Fortune Telling Collection - Comprehensive fortune-telling - ChatGPT fortune-telling principle _ fortune-telling schematic diagram

ChatGPT fortune-telling principle _ fortune-telling schematic diagram

Caht gpt full name

Caht gpt full name: chat generation pre-training converter

1 Introduction. ChatGPT chat robot

ChatGPT is an artificial intelligence chat robot program developed by OpenAI, which was launched in June 2022165438+1October. The program uses a large language model based on GPT 3.5 architecture and is trained through reinforcement learning.

ChatGPT still interacts with words at present, but it can be used for relatively complex language work, including automatic text generation, automatic question and answer, automatic summarization and so on, in addition to human natural dialogue.

For example, in automatic text generation, ChatGPT can automatically generate similar texts (scripts, songs, plans, etc. ) automatically generates answers according to the input text, while in automatic question answering, ChatGPT can automatically generate answers according to the input questions.
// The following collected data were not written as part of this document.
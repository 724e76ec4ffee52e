use beman_new::cli::Args;
use clap::Parser;
use std::ffi::OsString;

fn make_args(args: &[&str]) -> Vec<OsString> {
    let mut res = vec![OsString::from("beman-new")];
    res.extend(args.iter().map(OsString::from));
    res
}

#[test]
fn test_basic_args() {
    let args = make_args(&["my_proj"]);
    let parsed = Args::try_parse_from(args).unwrap();

    assert_eq!(parsed.project_name, "my_proj");
    assert_eq!(parsed.owner, None);
    assert_eq!(parsed.paper, "TODO");
    assert_eq!(parsed.cpp_version, 26);
    assert_eq!(parsed.desc, "TODO");
    assert!(!parsed.verbose);
}

#[test]
fn test_all_options() {
    let args = make_args(&[
        "--owner",
        "me",
        "--paper",
        "P1234R5",
        "--cpp-version",
        "23",
        "--desc",
        "A new library",
        "--verbose",
        "my_proj",
    ]);
    let parsed = Args::try_parse_from(args).unwrap();

    assert_eq!(parsed.owner.as_deref(), Some("me"));
    assert_eq!(parsed.paper, "P1234R5");
    assert_eq!(parsed.cpp_version, 23);
    assert_eq!(parsed.desc, "A new library");
    assert!(parsed.verbose);
}

#[test]
fn test_project_name_is_not_validated() {
    let args = make_args(&["my proj/with.odd-chars"]);
    let parsed = Args::try_parse_from(args).unwrap();

    assert_eq!(parsed.project_name, "my proj/with.odd-chars");
}

#[test]
fn test_missing_project_name() {
    let args = make_args(&["--owner", "me"]);
    assert!(Args::try_parse_from(args).is_err());
}

#[test]
fn test_invalid_cpp_version() {
    let args = make_args(&["--cpp-version", "latest", "my_proj"]);
    assert!(Args::try_parse_from(args).is_err());
}

#[test]
fn test_too_many_args() {
    let args = make_args(&["my_proj", "extra"]);
    assert!(Args::try_parse_from(args).is_err());
}
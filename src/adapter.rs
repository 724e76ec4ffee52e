//! Orchestration of a complete adaptation run.

use git2::Oid;
use log::info;
use std::path::Path;

use crate::cmake::patch_cmakelists_file;
use crate::config::Config;
use crate::constants::{COMMIT_MESSAGE, EXTRA_TREES, PLACEHOLDER, SCRIPT_FILE, SUBTREES};
use crate::error::Result;
use crate::processor::substitute_trees;
use crate::readme::write_readme;
use crate::renderer::TemplateRenderer;
use crate::repository::ProjectRepository;

/// Turns the exemplar checkout at `root` into `config.project_name`.
///
/// # Flow
/// 1. Moves `<subtree>/exemplar` to `<subtree>/<project_name>` in git
/// 2. Regenerates README.md
/// 3. Patches CMakeLists.txt
/// 4. Replaces the placeholder in the moved subtrees and examples/
/// 5. Stages modified files, untracks the bootstrap script and commits
///
/// The first failing step aborts the run. Earlier changes stay on disk
/// and in the index; nothing is rolled back.
///
/// # Returns
/// * `Result<Oid>` - Id of the created commit
pub fn adapt_project<P: AsRef<Path>>(
    root: P,
    config: &Config,
    renderer: &dyn TemplateRenderer,
) -> Result<Oid> {
    let root = root.as_ref();
    let repository = ProjectRepository::open(root)?;

    // Move subtrees before making any concrete changes.
    for tree in SUBTREES {
        let from = format!("{tree}/{PLACEHOLDER}");
        let to = format!("{tree}/{}", config.project_name);
        info!("Moving '{from}' to '{to}'");
        repository.move_dir(&from, &to)?;
    }

    info!("Writing README.md");
    write_readme(root, renderer, config)?;

    info!("Patching CMakeLists.txt");
    patch_cmakelists_file(root, config)?;

    let trees: Vec<String> = SUBTREES
        .iter()
        .map(|tree| format!("{tree}/{}", config.project_name))
        .chain(EXTRA_TREES.iter().map(|tree| tree.to_string()))
        .collect();
    let report = substitute_trees(root, &trees, &config.project_name)?;
    info!(
        "Replaced {} occurrences of '{PLACEHOLDER}' in {} files",
        report.replacements,
        report.files.len()
    );

    let staged = repository.stage_modified()?;
    info!("Staged {} modified files", staged.len());

    repository.untrack(SCRIPT_FILE)?;

    let oid = repository.commit(COMMIT_MESSAGE, &config.owner)?;
    info!("Committed {oid}");
    Ok(oid)
}
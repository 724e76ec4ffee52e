//! Generation of the new project's README.md.

use log::debug;
use std::fs;
use std::path::Path;

use crate::config::Config;
use crate::constants::README_FILE;
use crate::error::{Error, Result};
use crate::renderer::TemplateRenderer;

/// README template. Slots: `project_name`, `owner`, `paper`,
/// `description` and `cpp_version`.
pub const README_TEMPLATE: &str = include_str!("../templates/README.md.j2");

/// Renders the README for the given configuration.
pub fn render_readme(renderer: &dyn TemplateRenderer, config: &Config) -> Result<String> {
    let context = serde_json::to_value(config)?;
    renderer.render(README_TEMPLATE, &context)
}

/// Replaces `<root>/README.md` with a freshly rendered one. Any previous
/// content is discarded.
pub fn write_readme<P: AsRef<Path>>(
    root: P,
    renderer: &dyn TemplateRenderer,
    config: &Config,
) -> Result<()> {
    let path = root.as_ref().join(README_FILE);
    let content = render_readme(renderer, config)?;
    debug!("Writing file: {}", path.display());
    fs::write(path, content).map_err(Error::IoError)
}
//! Template renderer used to generate the project README.
use crate::error::{Error, Result};
use minijinja::Environment;

/// Trait for template rendering engines.
pub trait TemplateRenderer {
    /// Renders a template string with the given context.
    ///
    /// # Arguments
    /// * `template` - Template string to render
    /// * `context` - Context variables for rendering
    ///
    /// # Returns
    /// * `Result<String>` - Rendered template string
    fn render(&self, template: &str, context: &serde_json::Value) -> Result<String>;
}

/// MiniJinja-based template rendering engine.
pub struct MiniJinjaRenderer {
    /// MiniJinja environment instance
    env: Environment<'static>,
}

impl MiniJinjaRenderer {
    /// Creates a new renderer. Trailing newlines of templates are kept.
    pub fn new() -> Self {
        let mut env = Environment::new();
        env.set_keep_trailing_newline(true);
        Self { env }
    }
}

impl Default for MiniJinjaRenderer {
    fn default() -> Self {
        MiniJinjaRenderer::new()
    }
}

impl TemplateRenderer for MiniJinjaRenderer {
    fn render(&self, template: &str, context: &serde_json::Value) -> Result<String> {
        let mut env = self.env.clone();
        env.add_template("temp", template).map_err(Error::MinijinjaError)?;

        let tmpl = env.get_template("temp").map_err(Error::MinijinjaError)?;

        tmpl.render(context).map_err(Error::MinijinjaError)
    }
}
//! beman-new entry point.
//! Parses arguments, sets up logging and runs the adaptation in the
//! current directory.

use beman_new::{
    adapter::adapt_project,
    cli::{get_args, Args},
    config::{current_user, Config},
    error::{default_error_handler, Result},
    logger::init_logger,
    renderer::MiniJinjaRenderer,
};

/// Main application entry point.
fn main() {
    let args = get_args();
    init_logger(args.verbose);

    if let Err(err) = run(args) {
        default_error_handler(err);
    }
}

fn run(args: Args) -> Result<()> {
    let config = Config::from_args(args, current_user())?;
    let renderer = MiniJinjaRenderer::new();

    adapt_project(".", &config, &renderer)?;

    println!(
        r#"Success!
All references to 'exemplar' have been replaced with '{}'
throughout the project, and new_project_from_exemplar.py has been removed
from version control. The results of these changes have been committed.
Please go replace all instances of 'TODO' with the appropriate text,
especially in README.md."#,
        config.project_name
    );
    Ok(())
}
//! Bulk substitution of the placeholder name across whole directory trees.

use log::debug;
use std::fs;
use std::path::{Path, PathBuf};
use walkdir::WalkDir;

use crate::constants::PLACEHOLDER;
use crate::error::{Error, Result};

/// Summary of one tree rewrite.
#[derive(Debug, Default, Clone, PartialEq, Eq)]
pub struct SubstitutionReport {
    /// Every file that was rewritten, in walk order
    pub files: Vec<PathBuf>,
    /// Total number of placeholder occurrences replaced
    pub replacements: usize,
}

impl SubstitutionReport {
    fn merge(&mut self, other: SubstitutionReport) {
        self.files.extend(other.files);
        self.replacements += other.replacements;
    }
}

/// Replaces every literal occurrence of the placeholder with `project_name`.
///
/// # Returns
/// * `(String, usize)` - New content and the number of replaced occurrences
pub fn replace_placeholder(content: &str, project_name: &str) -> (String, usize) {
    let count = content.matches(PLACEHOLDER).count();
    (content.replace(PLACEHOLDER, project_name), count)
}

/// Converts `\r\n` and lone `\r` line terminators to `\n`.
pub fn normalize_newlines(content: &str) -> String {
    content.replace("\r\n", "\n").replace('\r', "\n")
}

fn rewrite_file(path: &Path, project_name: &str) -> Result<usize> {
    let content = normalize_newlines(&fs::read_to_string(path).map_err(Error::IoError)?);
    let (content, count) = replace_placeholder(&content, project_name);
    fs::write(path, content).map_err(Error::IoError)?;
    Ok(count)
}

/// Rewrites every file below `tree` in place.
///
/// Directories are traversed, only files are rewritten. Symlinks to files
/// rewrite their target. A missing `tree` yields an empty report.
pub fn substitute_tree<P: AsRef<Path>>(
    tree: P,
    project_name: &str,
) -> Result<SubstitutionReport> {
    let tree = tree.as_ref();
    let mut report = SubstitutionReport::default();
    if !tree.exists() {
        debug!("Skipping missing tree {}", tree.display());
        return Ok(report);
    }

    for entry in WalkDir::new(tree).sort_by_file_name() {
        let entry = entry.map_err(|e| Error::IoError(e.into()))?;
        let path = entry.path();
        if !path.is_file() {
            continue;
        }
        let count = rewrite_file(path, project_name)?;
        debug!("Rewrote {} ({count} replacements)", path.display());
        report.files.push(path.to_path_buf());
        report.replacements += count;
    }
    Ok(report)
}

/// Rewrites each tree of `trees`, resolved against `root`.
pub fn substitute_trees<P, S>(
    root: P,
    trees: &[S],
    project_name: &str,
) -> Result<SubstitutionReport>
where
    P: AsRef<Path>,
    S: AsRef<Path>,
{
    let mut report = SubstitutionReport::default();
    for tree in trees {
        report.merge(substitute_tree(root.as_ref().join(tree), project_name)?);
    }
    Ok(report)
}
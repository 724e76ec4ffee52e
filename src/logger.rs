pub fn init_logger(verbose: bool) {
    env_logger::Builder::new()
        .filter_level(if verbose {
            log::LevelFilter::Debug
        } else {
            log::LevelFilter::Info
        })
        .format_target(false)
        .format_timestamp(None)
        .init();
}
It also has the ability to write and debug computer programs.

During the promotion period, everyone can register for free, and use ChatGPT to talk to AI robots for free after logging in.
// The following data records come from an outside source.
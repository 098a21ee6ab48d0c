//! spec.md §4.1 — `RangeSolver<T>`: a single contiguous inclusive interval.

use std::fmt;

use rand::RngCore;

use crate::error::{GenerateError, UnsatisfiableReason};
use crate::solver::domain::DomainInt;

/// Represents a single contiguous inclusive interval `[min..max]` of an
/// integer domain `T`. Many scalar fields (gas, gas refund, stack size,
/// block number, revision) are one-dimensional range problems; centralizing
/// the logic here lets constraints be composed by repeated tightening.
#[derive(Debug, Clone, Copy, PartialEq, Eq)]
pub struct RangeSolver<T: DomainInt> {
    min: T,
    max: T,
}

impl<T: DomainInt> RangeSolver<T> {
    /// A solver initialized to the whole representable domain of `T`.
    pub fn full() -> Self {
        Self { min: T::MIN, max: T::MAX }
    }

    /// A solver initialized to exactly `[min..max]`.
    pub fn new(min: T, max: T) -> Self {
        Self { min, max }
    }

    pub fn min(&self) -> T {
        self.min
    }

    pub fn max(&self) -> T {
        self.max
    }

    /// Tighten `min` to `max(min, v)`.
    pub fn add_lower_boundary(&mut self, v: T) {
        if v > self.min {
            self.min = v;
        }
    }

    /// Tighten `max` to `min(max, v)`.
    pub fn add_upper_boundary(&mut self, v: T) {
        if v < self.max {
            self.max = v;
        }
    }

    /// Tighten the domain to exactly `{v}`.
    pub fn add_equality_constraint(&mut self, v: T) {
        self.add_lower_boundary(v);
        self.add_upper_boundary(v);
    }

    pub fn is_satisfiable(&self) -> bool {
        self.min <= self.max
    }

    /// Sample a uniform value from `[min..max]`, or
    /// [`GenerateError::Unsatisfiable`] if the domain is empty.
    pub fn generate(&self, rng: &mut dyn RngCore) -> Result<T, GenerateError> {
        if !self.is_satisfiable() {
            return Err(UnsatisfiableReason::empty_domain(
                "range",
                format!("{self} has no values (min > max)"),
            )
            .into());
        }
        Ok(T::sample_range(rng, self.min, self.max))
    }

    /// Value-copy clone, as required by spec.md §3 ("Clone copies them by
    /// value").
    pub fn clone_store(&self) -> Self {
        *self
    }

    /// Replace `self`'s state with `other`'s.
    pub fn restore(&mut self, other: &Self) {
        *self = *other;
    }
}

/// An unconstrained solver, i.e. [`RangeSolver::full`]. Lets sub-generators
/// that hold a `RangeSolver<T>` field derive `Default` instead of writing
/// it by hand.
impl<T: DomainInt> Default for RangeSolver<T> {
    fn default() -> Self {
        Self::full()
    }
}

impl<T: DomainInt> fmt::Display for RangeSolver<T> {
    fn fmt(&self, f: &mut fmt::Formatter<'_>) -> fmt::Result {
        write!(f, "{}≤X≤{}", self.min, self.max)
    }
}

#[cfg(test)]
mod tests {
    use super::*;
    use rand::{rngs::StdRng, SeedableRng};

    #[test]
    fn tightening_narrows_domain() {
        let mut s: RangeSolver<u64> = RangeSolver::full();
        s.add_lower_boundary(10);
        s.add_upper_boundary(20);
        assert!(s.is_satisfiable());
        assert_eq!(s.to_string(), "10≤X≤20");
    }

    #[test]
    fn conflicting_bounds_unsatisfiable() {
        let mut s: RangeSolver<u64> = RangeSolver::full();
        s.add_lower_boundary(20);
        s.add_upper_boundary(10);
        assert!(!s.is_satisfiable());
        let mut rng = StdRng::seed_from_u64(1);
        assert!(s.generate(&mut rng).is_err());
    }

    #[test]
    fn equality_pins_single_value() {
        let mut s: RangeSolver<u64> = RangeSolver::full();
        s.add_equality_constraint(42);
        let mut rng = StdRng::seed_from_u64(1);
        assert_eq!(s.generate(&mut rng).unwrap(), 42);
    }

    #[test]
    fn restore_is_idempotent() {
        let mut a: RangeSolver<u64> = RangeSolver::new(0, 100);
        let snapshot = a.clone_store();
        a.add_lower_boundary(50);
        a.restore(&snapshot);
        assert_eq!(a.to_string(), snapshot.to_string());
    }
}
ChatGPT can write articles similar to real people's level and get attention quickly because it gives detailed answers and clear answers in many knowledge fields, which proves that it can also be competent for knowledge-based jobs that were previously thought not to be replaced by AI, and has a considerable impact on finance and white-collar labor market, but its uneven factual accuracy is considered as a major defect.

It is based on the result of thought model training and is considered to need serious revision. After the release of ChatGPT in June 2022, the valuation of OpenAI has risen to $29 billion [7]. Two months after the launch, the number of users reached 654.38+0 billion.
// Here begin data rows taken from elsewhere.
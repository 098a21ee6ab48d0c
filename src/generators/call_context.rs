//! spec.md §4.10a — `CallContextGenerator`: small scalar constraints over
//! caller, call value, static-ness and call depth.

use std::fmt;

use primitive_types::U256;
use rand::{Rng, RngCore};

use crate::error::GenerateError;
use crate::evm::Address;
use crate::solver::RangeSolver;
use crate::state::CallContext;

#[derive(Debug, Clone, Default)]
pub struct CallContextGenerator {
    caller: Option<Address>,
    call_value: RangeSolver<U256>,
    is_static: Option<bool>,
    depth: RangeSolver<u64>,
}

impl CallContextGenerator {
    pub fn new() -> Self {
        Self::default()
    }

    pub fn set_caller(&mut self, caller: Address) {
        self.caller = Some(caller);
    }

    pub fn add_call_value_min(&mut self, min: U256) {
        self.call_value.add_lower_boundary(min);
    }

    pub fn add_call_value_max(&mut self, max: U256) {
        self.call_value.add_upper_boundary(max);
    }

    pub fn set_is_static(&mut self, is_static: bool) {
        self.is_static = Some(is_static);
    }

    pub fn add_depth_min(&mut self, min: u64) {
        self.depth.add_lower_boundary(min);
    }

    pub fn add_depth_max(&mut self, max: u64) {
        self.depth.add_upper_boundary(max);
    }

    pub fn generate(&self, rng: &mut dyn RngCore) -> Result<CallContext, GenerateError> {
        let caller = self.caller.unwrap_or_else(|| Address::random(rng));
        let call_value = self.call_value.generate(rng)?;
        let is_static = self.is_static.unwrap_or_else(|| rng.gen_bool(0.1));
        let depth = self.depth.generate(rng)? as u32;
        Ok(CallContext { caller, call_value, is_static, depth })
    }

    pub fn clone_store(&self) -> Self {
        self.clone()
    }

    pub fn restore(&mut self, other: &Self) {
        *self = other.clone();
    }
}

impl fmt::Display for CallContextGenerator {
    fn fmt(&self, f: &mut fmt::Formatter<'_>) -> fmt::Result {
        let mut parts = Vec::new();
        if let Some(c) = self.caller {
            parts.push(format!("caller={c}"));
        }
        parts.push(format!("callValue: {}", self.call_value));
        if let Some(s) = self.is_static {
            parts.push(format!("isStatic={s}"));
        }
        parts.push(format!("depth: {}", self.depth));
        write!(f, "{}", parts.join(","))
    }
}

#[cfg(test)]
mod tests {
    use super::*;
    use rand::{rngs::StdRng, SeedableRng};

    #[test]
    fn set_caller_is_respected() {
        let mut g = CallContextGenerator::new();
        let caller = Address::random(&mut StdRng::seed_from_u64(1));
        g.set_caller(caller);
        let mut rng = StdRng::seed_from_u64(2);
        let ctx = g.generate(&mut rng).unwrap();
        assert_eq!(ctx.caller, caller);
    }

    #[test]
    fn call_value_bounds_are_respected() {
        let mut g = CallContextGenerator::new();
        g.add_call_value_min(U256::from(10));
        g.add_call_value_max(U256::from(20));
        let mut rng = StdRng::seed_from_u64(3);
        for _ in 0..20 {
            let ctx = g.generate(&mut rng).unwrap();
            assert!(ctx.call_value >= U256::from(10) && ctx.call_value <= U256::from(20));
        }
    }
}
//! Small random-draw helpers shared across sub-generators.
//!
//! Grounded on `fuel-tx::test_helper`'s `generate_bytes`/`generate_nonempty_padded_bytes`
//! free functions: tiny, rng-only helpers with no state of their own.

use rand::RngCore;

use crate::error::GenerateError;
use crate::generators::MAX_FRESH_VALUE_ATTEMPTS;

/// Draw values with `draw` until one passes `is_used` (i.e. is *not*
/// already in use), capped at [`MAX_FRESH_VALUE_ATTEMPTS`] attempts.
///
/// spec.md §9: "Random draws as infinite retry loops ... are safe because
/// in-use sets are tiny and domains are cryptographically large.
/// Implementers may cap retries ... and treat exhaustion as an internal
/// error" — this is that cap.
pub fn fresh_value<T>(
    rng: &mut dyn RngCore,
    mut draw: impl FnMut(&mut dyn RngCore) -> T,
    mut is_used: impl FnMut(&T) -> bool,
) -> Result<T, GenerateError> {
    for _ in 0..MAX_FRESH_VALUE_ATTEMPTS {
        let candidate = draw(rng);
        if !is_used(&candidate) {
            return Ok(candidate);
        }
    }
    Err(GenerateError::Internal(
        "exhausted retry budget drawing a fresh value".to_string(),
    ))
}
2. How does 2.ChatGPT train data?

ChatGPT uses supervised learning and reinforcement learning based on human feedback to fine-tune GPT-3.5. Both methods use human trainers to improve the performance of the model, and enhance the effect of machine learning through human intervention, so as to obtain more realistic results.

In the case of supervised learning, the model provides a dialogue, in which the trainer J plays the role of user and AI assistant. In the reinforcement step, the human trainer first rates the response of the model in the previous dialogue.

These levels are used to create a "reward model", which is further fine-tuned by iterative approximate strategy optimization (PPO).

This strategy optimization algorithm is more effective than the trust region strategy optimization algorithm. These models were trained in cooperation with Microsoft on Microsoft Azure supercomputing infrastructure.

In addition, OpenAI continues to collect data from ChatGPT users, which can be used for further training and fine-tuning ChatGPT. Allow users to vote for or against the reply they received from ChatGPT; When voting for or against, they can also fill in additional feedback in the text field.

ChatGPT training data includes all kinds of documents and all kinds of knowledge about Internet and programming languages, such as BBS and Python programming languages.

As for the training of ChatGPT's ability to write and debug computer programs, the deep learning model, like all other language models based on deep learning, only gets the statistical correlation between code fragments.